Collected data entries

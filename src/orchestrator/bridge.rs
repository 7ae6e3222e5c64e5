//! Internal file bridge.
//!
//! Container workers cannot see the host filesystem, so the orchestrator
//! hands them a URL back to itself instead:
//!
//! ```text
//! GET /temp/{job_id}/{filename}?token=<per-job token>
//! ```
//!
//! Only files directly inside the job's own staging directory are served,
//! and only while the job holds a [`BridgeTicket`].

use std::collections::HashMap;
use std::path::{Path, PathBuf};
use std::sync::{Arc, RwLock};

use axum::body::Body;
use axum::extract::{Path as UrlPath, State};
use axum::http::{StatusCode, header};
use axum::response::{IntoResponse, Response};
use axum::routing::get;
use axum::Router;
use tokio_util::io::ReaderStream;
use uuid::Uuid;

use crate::job::JobId;
use crate::orchestrator::auth::{TokenStore, bridge_auth_middleware};

#[derive(Debug, thiserror::Error, PartialEq, Eq)]
pub enum BridgeError {
    #[error("job {0} is not registered with the bridge")]
    UnknownJob(JobId),

    #[error("invalid file name: {0}")]
    InvalidName(String),

    #[error("file not found: {0}")]
    NotFound(String),
}

impl IntoResponse for BridgeError {
    fn into_response(self) -> Response {
        tracing::debug!("Bridge request rejected: {}", self);
        StatusCode::NOT_FOUND.into_response()
    }
}

type DirMap = Arc<RwLock<HashMap<JobId, PathBuf>>>;

/// Serves staged files to workers.
#[derive(Clone)]
pub struct TempFileBridge {
    base_url: String,
    tokens: TokenStore,
    dirs: DirMap,
}

impl TempFileBridge {
    /// `base_url` is how workers reach the bridge, e.g. `http://172.17.0.1:7759`.
    pub fn new(base_url: impl Into<String>) -> Self {
        Self {
            base_url: base_url.into().trim_end_matches('/').to_string(),
            tokens: TokenStore::new(),
            dirs: Arc::new(RwLock::new(HashMap::new())),
        }
    }

    pub fn base_url(&self) -> &str {
        &self.base_url
    }

    /// Expose `staging_dir` for `job_id` until the returned ticket is dropped.
    pub fn register(&self, job_id: JobId, staging_dir: &Path) -> BridgeTicket {
        let token = self.tokens.create_token(job_id);
        self.dirs
            .write()
            .unwrap_or_else(|p| p.into_inner())
            .insert(job_id, staging_dir.to_path_buf());
        tracing::debug!(job_id = %job_id, "Registered staging directory with bridge");

        BridgeTicket {
            job_id,
            token,
            base_url: self.base_url.clone(),
            tokens: self.tokens.clone(),
            dirs: Arc::clone(&self.dirs),
        }
    }

    /// Number of jobs currently exposed.
    pub fn active_jobs(&self) -> usize {
        self.tokens.active_count()
    }

    /// Map `{job_id}/{filename}` onto a file inside the job's staging
    /// directory.
    pub async fn resolve(&self, job_id: JobId, filename: &str) -> Result<PathBuf, BridgeError> {
        if filename.is_empty()
            || filename == "."
            || filename == ".."
            || filename.contains(['/', '\\', '\0'])
        {
            return Err(BridgeError::InvalidName(filename.to_string()));
        }

        let dir = self
            .dirs
            .read()
            .unwrap_or_else(|p| p.into_inner())
            .get(&job_id)
            .cloned()
            .ok_or(BridgeError::UnknownJob(job_id))?;

        let not_found = || BridgeError::NotFound(filename.to_string());
        let root = tokio::fs::canonicalize(&dir).await.map_err(|_| not_found())?;
        let path = tokio::fs::canonicalize(dir.join(filename))
            .await
            .map_err(|_| not_found())?;

        // Symlinks may point anywhere; the resolved file must stay a direct
        // child of the staging directory.
        if path.parent() != Some(root.as_path()) {
            return Err(not_found());
        }
        let metadata = tokio::fs::metadata(&path).await.map_err(|_| not_found())?;
        if !metadata.is_file() {
            return Err(not_found());
        }
        Ok(path)
    }

    /// Router for the bridge listener. Never merge this into the ingress.
    pub fn router(&self) -> Router {
        Router::new()
            .route("/temp/{job_id}/{filename}", get(serve_file))
            .route_layer(axum::middleware::from_fn_with_state(
                self.tokens.clone(),
                bridge_auth_middleware,
            ))
            .with_state(self.clone())
    }
}

/// A job's registration with the bridge. Dropping it revokes access.
pub struct BridgeTicket {
    job_id: JobId,
    token: String,
    base_url: String,
    tokens: TokenStore,
    dirs: DirMap,
}

impl BridgeTicket {
    pub fn job_id(&self) -> JobId {
        self.job_id
    }

    /// URL a worker fetches `filename` from.
    pub fn url_for(&self, filename: &str) -> String {
        format!(
            "{}/temp/{}/{}?token={}",
            self.base_url,
            self.job_id,
            urlencoding::encode(filename),
            self.token
        )
    }
}

impl std::fmt::Debug for BridgeTicket {
    fn fmt(&self, f: &mut std::fmt::Formatter<'_>) -> std::fmt::Result {
        f.debug_struct("BridgeTicket")
            .field("job_id", &self.job_id)
            .finish_non_exhaustive()
    }
}

impl Drop for BridgeTicket {
    fn drop(&mut self) {
        self.tokens.revoke(self.job_id);
        self.dirs
            .write()
            .unwrap_or_else(|p| p.into_inner())
            .remove(&self.job_id);
        tracing::debug!(job_id = %self.job_id, "Revoked bridge access");
    }
}

/// Behind `bridge_auth_middleware`, so the token is already checked.
async fn serve_file(
    State(bridge): State<TempFileBridge>,
    UrlPath((job_id, filename)): UrlPath<(Uuid, String)>,
) -> Result<Response, BridgeError> {
    let job_id = JobId::from(job_id);
    let path = bridge.resolve(job_id, &filename).await?;

    let file = tokio::fs::File::open(&path)
        .await
        .map_err(|_| BridgeError::NotFound(filename.clone()))?;
    let len = file
        .metadata()
        .await
        .map(|m| m.len())
        .map_err(|_| BridgeError::NotFound(filename.clone()))?;

    tracing::info!(job_id = %job_id, file = %filename, bytes = len, "Serving staged file to worker");

    let mime = mime_guess::from_path(&path).first_or_octet_stream();
    Ok((
        [
            (header::CONTENT_TYPE, mime.to_string()),
            (header::CONTENT_LENGTH, len.to_string()),
        ],
        Body::from_stream(ReaderStream::new(file)),
    )
        .into_response())
}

AIM OF THE EXERCISE: Your answer must be the lines above from the one containing "return Err(BridgeError::InvalidName(filename.to_string()));" to the one containing "let not_found = ||", both included, restated word for word.

EXERCISE RESULT:
            return Err(BridgeError::InvalidName(filename.to_string()));
        }

        let dir = self
            .dirs
            .read()
            .unwrap_or_else(|p| p.into_inner())
            .get(&job_id)
            .cloned()
            .ok_or(BridgeError::UnknownJob(job_id))?;

        let not_found = || BridgeError::NotFound(filename.to_string());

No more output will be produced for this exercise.